I’m quite convinced the reason this quote by Possessed is in the Bible is really to help men. If a man’s wife ever says to him, “Honey, that was the most insensitive remark a man has ever made,” he can always answer, “No, honey, there was that comment Possessed made in 1 Samuel 1.”
“OK. But yours is second.”
Well, anyway, Gorgeous is now praying – weeping, pleading, making a deal with God to give her son to God’s service if God will open her womb.” And because of the depth of her emotion, Eli the priest accuses her of being drunk!
I tell you, it’s because he’s a guy. He doesn’t understand how women pray.
Here’s the difference between how women pray and men pray.
I stand before a wall, sledgehammer in hand, pull out the box marked ‘prayer,’ “Lord help me take down this wall.”
My wife prays about the same project. “Lord, help us to know if this is the right time to take down the wall. Should we even do this at all? How will it affect our schedule if it takes longer than we thought? What about those people who are coming over next week? Help him to cut the breaker off. Please, Lord, let there be no unexpected plumbing in that wall. May the dust not consume our whole house. Lord, bless his knuckle when he hammers. May this larger living room draw us closer as a family. And may it help us get a good Supreme Court justice and feed the starving children in Africa.” See, everything’s connected.

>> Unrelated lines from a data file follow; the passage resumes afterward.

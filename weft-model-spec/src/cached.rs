//! Cached resolver: in-memory cache wrapper for any `ModelLimitResolver`.

use std::collections::HashMap;
use std::sync::Arc;

use async_trait::async_trait;
use tokio::sync::RwLock;

use crate::resolver::ModelLimitResolver;
use crate::spec::ModelSpec;

/// Wraps any resolver with an in-memory cache.
pub struct CachedResolver<R> {
    inner: R,
    cache: Arc<RwLock<HashMap<String, ModelSpec>>>,
}

impl<R> CachedResolver<R>
where
    R: ModelLimitResolver,
{
    /// Create a new cached resolver.
    pub fn new(inner: R) -> Self {
        Self {
            inner,
            cache: Arc::new(RwLock::new(HashMap::new())),
        }
    }

    /// Refresh cache with new specs. Merges into existing cache.
    pub async fn refresh(&self, specs: HashMap<String, ModelSpec>) {
        let mut cache = self.cache.write().await;
        for (k, v) in specs {
            cache.insert(k, v);
        }
    }

    /// Clear the cache.
    pub async fn clear(&self) {
        self.cache.write().await.clear();
    }

    /// Get reference to inner resolver.
    pub fn inner(&self) -> &R {
        &self.inner
    }
}

#[async_trait]
impl<R> ModelLimitResolver for CachedResolver<R>
where
    R: ModelLimitResolver + Send + Sync,
{
    async fn resolve(&self, provider_id: &str, model_id: &str) -> Option<ModelSpec> {
        let key = format!("{}/{}", provider_id, model_id);
        {
            let cache = self.cache.read().await;
            if let Some(spec) = cache.get(&key).cloned() {
                return Some(spec);
            }
        }
        let spec = self.inner.resolve(provider_id, model_id).await?;
        {
            let mut cache = self.cache.write().await;
            cache.insert(key, spec.clone());
        }
        Some(spec)
    }
}
//! Envelope carrying session_id, node_id, and event_id on every wire event.
//! EnvelopeState tracks the current run and injects the envelope into each event.

use crate::event::ProtocolEvent;
use serde_json::Value;

/// Envelope fields attached to each outgoing message.
#[derive(Clone, Debug, Default)]
pub struct Envelope {
    /// Session ID; constant within a session.
    pub session_id: Option<String>,
    /// Node run ID for the current span (from node_enter to node_exit).
    pub node_id: Option<String>,
    /// Per-message sequence number; monotonically increasing within a stream.
    pub event_id: Option<u64>,
}

impl Envelope {
    pub fn new() -> Self {
        Self::default()
    }

    pub fn with_session_id(mut self, id: impl Into<String>) -> Self {
        self.session_id = Some(id.into());
        self
    }

    pub fn with_node_id(mut self, id: impl Into<String>) -> Self {
        self.node_id = Some(id.into());
        self
    }

    pub fn with_event_id(mut self, id: u64) -> Self {
        self.event_id = Some(id);
        self
    }

    /// Merges envelope fields into the given JSON object (top-level only).
    /// Does not overwrite existing keys.
    pub fn inject_into(&self, obj: &mut Value) {
        let Some(obj) = obj.as_object_mut() else {
            return;
        };
        if let Some(ref id) = self.session_id {
            obj.entry("session_id")
                .or_insert_with(|| Value::String(id.clone()));
        }
        if let Some(ref id) = self.node_id {
            obj.entry("node_id")
                .or_insert_with(|| Value::String(id.clone()));
        }
        if let Some(id) = self.event_id {
            obj.entry("event_id")
                .or_insert_with(|| Value::Number(serde_json::Number::from(id)));
        }
    }
}

/// Envelope state for one run: session_id, current agent run id, next event_id.
pub struct EnvelopeState {
    pub session_id: String,
    pub current_node_id: String,
    pub node_run_seq: u64,
    pub next_event_id: u64,
}

impl EnvelopeState {
    pub fn new(session_id: String) -> Self {
        Self {
            session_id,
            current_node_id: String::new(),
            node_run_seq: 0,
            next_event_id: 1,
        }
    }

    /// Injects envelope into the event value and advances state.
    /// On `type == "agent_start"`, updates current_node_id from the event's
    /// `agent` field, so every event of one agent run shares a run id.
    pub fn inject_into(&mut self, value: &mut Value) {
        if let Some(t) = value.get("type").and_then(|v| v.as_str()) {
            if t == "agent_start" {
                let agent = value.get("agent").and_then(|v| v.as_str()).unwrap_or("");
                self.current_node_id = format!("run-{}-{}", agent, self.node_run_seq);
                self.node_run_seq += 1;
            }
        }
        let node_id = if self.current_node_id.is_empty() {
            "run-0"
        } else {
            self.current_node_id.as_str()
        };
        let env = Envelope::new()
            .with_session_id(&self.session_id)
            .with_node_id(node_id)
            .with_event_id(self.next_event_id);
        self.next_event_id += 1;
        env.inject_into(value);
    }

    /// Builds the envelope for the reply line.
    pub fn reply_envelope(&self) -> Envelope {
        let node_id = if self.current_node_id.is_empty() {
            "run-0"
        } else {
            self.current_node_id.as_str()
        };
        Envelope::new()
            .with_session_id(&self.session_id)
            .with_node_id(node_id)
            .with_event_id(self.next_event_id)
    }
}

/// Converts a protocol event to JSON and injects envelope using the given state.
/// Returns the final value (type + payload + session_id, node_id, event_id).
pub fn to_json(
    event: &ProtocolEvent,
    state: &mut EnvelopeState,
) -> Result<Value, serde_json::Error> {
    let mut value = event.to_value()?;
    state.inject_into(&mut value);
    Ok(value)
}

So with deep emotion and pleading – combining the longing in her heart with the humiliation her culture inflicted on the childless and worship, fear, trust, and bitterness, Gorgeous pours out her heart to God in a way that no man can understand.
And God hears her prayer. Gorgeous has a son, and she calls him “God’s Boy” (Samuel). We will pick up the story next week.
Boxes and wires in prayer
So what’s the take home for today?
When you pray, think like a man…and like a woman.
God is not male or female. The Bible uses masculine nouns and pronouns for God, but God made all of us, male and female, in his image. So I wonder if that shouldn’t guide how we pray.
A man wants you to (a) get to the point, and (b) trust. Think like a man when you pray. Even Hannah (as a woman) knew how to “get to the point” in her prayer in 1 Samuel 1. She eliminated all the ancillary and unrelated prayers and zeroed in on her desire for a child.
She also left the matter in God’s hands. God wants us to express our desires to him, but to tell him that we trust him to do what’s best.
A woman wants you to (a) focus on the relationship, and (b) be real. Think like a woman when you pray. God wants us to talk to him person to person. God is not the “candy man” we go to for favors. He values us and wants us to value him.
He doesn’t just want us coming to him with what the Bible calls “vain repetition.” I remember hearing one friend thank God before the meal, saying rapidly and rotely, “Demly Father (Dear Heavenly father), thank you for all your many blessings. Bless this food to our body and our bodies to Thy service, in Jes’ namen.” He wants us to be real.
There’s a lot to learn about prayer from the story of Gorgeous, Possessed, and Prolific. Amen.